> About this task:
Set down each entry from the block beneath, exactly as written.

Records drawn from a dataset:

..............................

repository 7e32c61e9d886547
pub mod pii;
pub mod security;
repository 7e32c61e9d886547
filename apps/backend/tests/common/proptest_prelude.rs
//! Shared proptest configuration.
//!
//! `PROPTEST_CASES` sets the case count (default 16).

pub fn proptest_prelude_config() -> proptest::prelude::ProptestConfig {
    let base = proptest::prelude::ProptestConfig::default();

    let cases = std::env::var("PROPTEST_CASES")
        .ok()
        .and_then(|s| s.parse::<u32>().ok())
        .unwrap_or(16)
        .max(1);

    proptest::prelude::ProptestConfig {
        failure_persistence: None,
        cases,
        ..base
    }
}
pub mod claims;
pub mod jwt;

pub use claims::{ClaimRequest, IdentityClaim};
pub use jwt::{issue_token, verify_token};
use std::path::Path;

use super::DriverConfig;
use crate::errors::{Error, Result};
use crate::io::read_file;

pub const CONFIG_FILE_NAME: &str = "secbadge.toml";

/// Parse a TOML document. Missing keys take their defaults.
pub fn parse_config(contents: &str) -> std::result::Result<DriverConfig, String> {
    toml::from_str::<DriverConfig>(contents)
        .map_err(|e| format!("Failed to parse {}: {}", CONFIG_FILE_NAME, e))
}

/// Load configuration from an explicit file.
pub fn load_config_from_path(path: &Path) -> Result<DriverConfig> {
    let contents = read_file(path)?;
    parse_config(&contents).map_err(|message| Error::config(path, message))
}

/// Load `secbadge.toml` from `dir`, falling back to defaults.
///
/// A missing file is silent; an unreadable or malformed one logs a warning.
pub fn load_config(dir: &Path) -> DriverConfig {
    let path = dir.join(CONFIG_FILE_NAME);
    if !path.is_file() {
        return DriverConfig::default();
    }

    match load_config_from_path(&path) {
        Ok(config) => {
            tracing::debug!("Loaded config from {}", path.display());
            config
        }
        Err(e) => {
            tracing::warn!("{}. Using defaults.", e);
            DriverConfig::default()
        }
    }
}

..............................

> Answer section:
repository 7e32c61e9d886547
pub mod pii;
pub mod security;
repository 7e32c61e9d886547
filename apps/backend/tests/common/proptest_prelude.rs
//! Shared proptest configuration.
//!
//! `PROPTEST_CASES` sets the case count (default 16).

pub fn proptest_prelude_config() -> proptest::prelude::ProptestConfig {
    let base = proptest::prelude::ProptestConfig::default();

    let cases = std::env::var("PROPTEST_CASES")
        .ok()
        .and_then(|s| s.parse::<u32>().ok())
        .unwrap_or(16)
        .max(1);

    proptest::prelude::ProptestConfig {
        failure_persistence: None,
        cases,
        ..base
    }
}
pub mod claims;
pub mod jwt;

pub use claims::{ClaimRequest, IdentityClaim};
pub use jwt::{issue_token, verify_token};
use std::path::Path;

use super::DriverConfig;
use crate::errors::{Error, Result};
use crate::io::read_file;

pub const CONFIG_FILE_NAME: &str = "secbadge.toml";

/// Parse a TOML document. Missing keys take their defaults.
pub fn parse_config(contents: &str) -> std::result::Result<DriverConfig, String> {
    toml::from_str::<DriverConfig>(contents)
        .map_err(|e| format!("Failed to parse {}: {}", CONFIG_FILE_NAME, e))
}

/// Load configuration from an explicit file.
pub fn load_config_from_path(path: &Path) -> Result<DriverConfig> {
    let contents = read_file(path)?;
    parse_config(&contents).map_err(|message| Error::config(path, message))
}

/// Load `secbadge.toml` from `dir`, falling back to defaults.
///
/// A missing file is silent; an unreadable or malformed one logs a warning.
pub fn load_config(dir: &Path) -> DriverConfig {
    let path = dir.join(CONFIG_FILE_NAME);
    if !path.is_file() {
        return DriverConfig::default();
    }

    match load_config_from_path(&path) {
        Ok(config) => {
            tracing::debug!("Loaded config from {}", path.display());
            config
        }
        Err(e) => {
            tracing::warn!("{}. Using defaults.", e);
            DriverConfig::default()
        }
    }
}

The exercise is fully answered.